Free Solo

Free Solo

Outside Cinema City in Norwich, there is numerical proof that Norfolk has a proper climbing community.  Climbers are scruffy fuckers as a rule, and there a load of people with messy hair and down jackets milling around.  Some people I recognise walk in to the Box Office, and the powerful smell of weed like smoky bonfires wafts in with them.

In the full cinema I look around I know three quarters of the people in here by sight, and when I wave - as an experiment - at least a third wave back.  We are here to watch Free Solo, the new film with Alex Honnold, in which he climbs El Cap without ropes and doesn't die, similar to my own short film from earlier this year.

Free Solo Movie Poster.
I sit there in the dark surrounded by friends. The seats are comfy, but some of the viewing isn't.  Not necessarily the bits climbing either - they're tense enough as he pastes a toe onto a crisp-sized slope of granite above three hundred metres of drop.

No.  The hard bits are about Alex's motivation.  The way he slips at a question in a psychological test about depression.  A casual reference to the 'bottomless well of self-hatred'.  Alex teaching himself how to hug, because it wasn't something he grew up with - 'Now, I'm pretty good at it."    

Its a great piece of film, a genuine achievement.  Not just all the difficult bits- filming while tied to a rope a kilometre off the ground, wrestling with the ethics of potentially watching your friend slip into an unsurviveable fall - but the much trickier part.  It explains to normal people what motivates climbers, not the normal 'adrenalin junky' bullshit.

Climbers will copy things from this film, hoping a bit of the magic rubs off on them.  Van sales might go up.  I expect to hear "I eat the same food every day, because I'm eliminating variables" more often.  The meal of choice will be sweet potato, spinach and tinned chilli.  This will be served as a 'Climber's Lunch' or a 'Honnold' at crag cafes.  Climbers will eat straight from the pan, and pretend they don't know how to make coffee.

"There'll be a lot more deaths." my mate Garry says after the film.  "Next ten years, death rate'll go right up, people going soloing."

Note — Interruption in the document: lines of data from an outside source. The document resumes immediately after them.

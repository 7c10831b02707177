//! # 布局计算模块
//!
//! ## 设计思路
//!
//! 计算源图在目标画布上的绘制矩形 `(dx, dy, dw, dh)`。
//! 纯函数：输入为源图尺寸与 `CompositionSpec`，输出唯一结果，
//! 预览与最终编码共用同一份计算，保证二者几何一致。
//!
//! ## 实现思路
//!
//! 1. `stretch` 直接铺满画布
//! 2. `cover` 取两轴缩放比的较大值，`contain` 取较小值，再乘以用户缩放
//! 3. 居中后叠加用户偏移
//! 4. 预览画布尺寸不同时，通过 `scaled` 做等比映射

use serde::Serialize;

use super::{CompositionSpec, FitMode};

/// 浮点比较容差（画布像素）。
const EDGE_EPSILON: f64 = 1e-6;

/// 源图绘制到画布上的目标矩形（画布像素坐标，可为负或越界）。
#[derive(Debug, Clone, Copy, PartialEq, Serialize)]
pub struct Placement {
    pub dx: f64,
    pub dy: f64,
    pub dw: f64,
    pub dh: f64,
}

/// 画布上实际被绘制的整数像素区域。
#[derive(Debug, Clone, Copy, PartialEq, Eq)]
pub struct VisibleRect {
    pub x: u32,
    pub y: u32,
    pub width: u32,
    pub height: u32,
}

impl Placement {
    /// 将布局等比映射到另一尺寸的画布（用于缩小显示的预览）。
    pub fn scaled(&self, sx: f64, sy: f64) -> Self {
        Self {
            dx: self.dx * sx,
            dy: self.dy * sy,
            dw: self.dw * sx,
            dh: self.dh * sy,
        }
    }

    /// 绘制矩形是否覆盖整个画布（无背景色外露）。
    pub fn covers(&self, canvas_width: f64, canvas_height: f64) -> bool {
        self.dx <= EDGE_EPSILON
            && self.dy <= EDGE_EPSILON
            && self.dx + self.dw >= canvas_width - EDGE_EPSILON
            && self.dy + self.dh >= canvas_height - EDGE_EPSILON
    }

    /// 绘制矩形是否完整位于画布内（源图无裁切）。
    pub fn fits_within(&self, canvas_width: f64, canvas_height: f64) -> bool {
        self.dx >= -EDGE_EPSILON
            && self.dy >= -EDGE_EPSILON
            && self.dx + self.dw <= canvas_width + EDGE_EPSILON
            && self.dy + self.dh <= canvas_height + EDGE_EPSILON
    }

    /// 计算与画布相交的整数像素区域。
    ///
    /// 边缘按四舍五入对齐像素，之后裁到画布范围；无交集时返回 `None`。
    /// 不足 1 像素但与画布相交的一边至少保留 1 像素。
    pub fn visible_rect(&self, canvas_width: u32, canvas_height: u32) -> Option<VisibleRect> {
        let (x, width) = snap_span(self.dx, self.dw, canvas_width)?;
        let (y, height) = snap_span(self.dy, self.dh, canvas_height)?;
        Some(VisibleRect { x, y, width, height })
    }
}

/// 将一维区间 `[start, start + len)` 对齐到 `[0, limit)` 的整数像素。
fn snap_span(start: f64, len: f64, limit: u32) -> Option<(u32, u32)> {
    let end = start + len;
    if limit == 0 || len <= 0.0 || !start.is_finite() || !end.is_finite() || end <= 0.0 || start >= limit as f64 {
        return None;
    }

    let snap = |value: f64| value.round().clamp(0.0, limit as f64) as u32;
    let first = snap(start);
    let last = snap(end);
    if last > first {
        return Some((first, last - first));
    }

    let first = (start.floor().max(0.0) as u32).min(limit - 1);
    Some((first, 1))
}

/// 计算源图在目标画布上的绘制位置。
///
/// 源图任一边为 0 时返回画布中心的空矩形。
pub fn compute_placement(source_width: u32, source_height: u32, spec: &CompositionSpec) -> Placement {
    let target = spec.target();
    let tw = target.width as f64;
    let th = target.height as f64;

    let sw = source_width as f64;
    let sh = source_height as f64;

    let base = match spec.fit_mode() {
        FitMode::Stretch => {
            return Placement {
                dx: 0.0,
                dy: 0.0,
                dw: tw,
                dh: th,
            };
        }
        _ if source_width == 0 || source_height == 0 => {
            return Placement {
                dx: tw / 2.0,
                dy: th / 2.0,
                dw: 0.0,
                dh: 0.0,
            };
        }
        FitMode::Cover => (tw / sw).max(th / sh),
        FitMode::Contain => (tw / sw).min(th / sh),
    };
    let scale = base * spec.zoom();

    let dw = sw * scale;
    let dh = sh * scale;

    Placement {
        dx: (tw - dw) / 2.0 + spec.offset_x() as f64,
        dy: (th - dh) / 2.0 + spec.offset_y() as f64,
        dw,
        dh,
    }
}

#[cfg(test)]
mod tests {
    use super::*;
    use crate::compositor::{AssetCategory, TargetSize};

    fn approx(a: f64, b: f64) -> bool {
        (a - b).abs() < 1e-6
    }

    #[test]
    fn hero_cover_crops_left_and_right_symmetrically() {
        let spec = CompositionSpec::new(AssetCategory::Hero.target_size());
        let p = compute_placement(4000, 2000, &spec);

        assert!(approx(p.dw, 2160.0));
        assert!(approx(p.dh, 1080.0));
        assert!(approx(p.dx, -120.0));
        assert!(approx(p.dy, 0.0));
        assert!(p.covers(1920.0, 1080.0));
    }

    #[test]
    fn deal_contain_letterboxes_250px_each_side() {
        let spec = CompositionSpec::new(AssetCategory::Deal.target_size()).with_fit_mode(FitMode::Contain);
        let p = compute_placement(600, 1200, &spec);

        assert!(approx(p.dw, 300.0));
        assert!(approx(p.dh, 600.0));
        assert!(approx(p.dx, 250.0));
        assert!(approx(p.dy, 0.0));
        assert!(p.fits_within(800.0, 600.0));

        let rect = p.visible_rect(800, 600).expect("source should be visible");
        assert_eq!(rect, VisibleRect { x: 250, y: 0, width: 300, height: 600 });
    }

    #[test]
    fn stretch_ignores_zoom_and_offset() {
        let base = CompositionSpec::new(TargetSize::new(600, 800).unwrap()).with_fit_mode(FitMode::Stretch);
        let moved = base.with_zoom(2.5).with_offset(-300, 120);

        let a = compute_placement(1234, 77, &base);
        let b = compute_placement(1234, 77, &moved);
        assert_eq!(a, b);
        assert_eq!(a, Placement { dx: 0.0, dy: 0.0, dw: 600.0, dh: 800.0 });
    }

    #[test]
    fn zoom_and_offset_pan_around_center() {
        let spec = CompositionSpec::new(TargetSize::new(800, 600).unwrap())
            .with_zoom(2.0)
            .with_offset(40, -30);
        let p = compute_placement(800, 600, &spec);

        assert!(approx(p.dw, 1600.0));
        assert!(approx(p.dh, 1200.0));
        assert!(approx(p.dx, -400.0 + 40.0));
        assert!(approx(p.dy, -300.0 - 30.0));
    }

    #[test]
    fn placement_is_deterministic() {
        let spec = CompositionSpec::new(AssetCategory::Flyer.target_size())
            .with_zoom(1.37)
            .with_offset(-12, 55);
        let first = compute_placement(3024, 4032, &spec);
        for _ in 0..16 {
            assert_eq!(compute_placement(3024, 4032, &spec), first);
        }
    }

    #[test]
    fn zero_sized_source_yields_empty_placement() {
        let spec = CompositionSpec::new(TargetSize::new(800, 600).unwrap());
        let p = compute_placement(0, 600, &spec);
        assert_eq!(p.dw, 0.0);
        assert!(p.visible_rect(800, 600).is_none());
    }

    #[test]
    fn scaled_placement_keeps_ratios() {
        let spec = CompositionSpec::new(AssetCategory::Hero.target_size()).with_offset(100, 0);
        let full = compute_placement(4000, 2000, &spec);
        let half = full.scaled(0.5, 0.5);

        assert!(approx(half.dx / 960.0, full.dx / 1920.0));
        assert!(approx(half.dw / 960.0, full.dw / 1920.0));
    }

    #[test]
    fn sub_pixel_strip_keeps_one_pixel_row() {
        let spec = CompositionSpec::new(AssetCategory::Deal.target_size()).with_fit_mode(FitMode::Contain);
        let p = compute_placement(4000, 3, &spec);
        assert!(p.dh > 0.0 && p.dh < 1.0);

        let rect = p.visible_rect(800, 600).expect("thin strip should stay visible");
        assert_eq!((rect.x, rect.width), (0, 800));
        assert_eq!((rect.y, rect.height), (299, 1));
    }

    #[test]
    fn sliver_at_canvas_edge_snaps_inside() {
        let p = Placement { dx: -99.8, dy: 0.0, dw: 100.0, dh: 50.0 };
        let rect = p.visible_rect(800, 600).expect("sliver overlaps canvas");
        assert_eq!((rect.x, rect.width), (0, 1));

        let p = Placement { dx: 799.9, dy: 0.0, dw: 0.05, dh: 50.0 };
        let rect = p.visible_rect(800, 600).expect("sliver overlaps canvas");
        assert_eq!((rect.x, rect.width), (799, 1));
    }

    #[test]
    fn offscreen_placement_has_no_visible_rect() {
        let p = Placement { dx: 900.0, dy: 0.0, dw: 100.0, dh: 100.0 };
        assert!(p.visible_rect(800, 600).is_none());
    }
}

I'm not so sure, I don't want to believe that.  He's probably right, people ignoring the preparation that Alex went through, and believing that easy ground well within their normal capability is always safe.  
 
M. John Harrison wrote that climbing's 'dangers were artificial but perfectly real.  The hinge between the game and its consequences were an act of choice."  As climbers we need make choices honestly, and don't lie to ourselves about why we are doing it.  

The bit I hope climbers copy from this film is being honest about their mental health.  Or at least talking about the darker motivations that pull us up there onto the wall.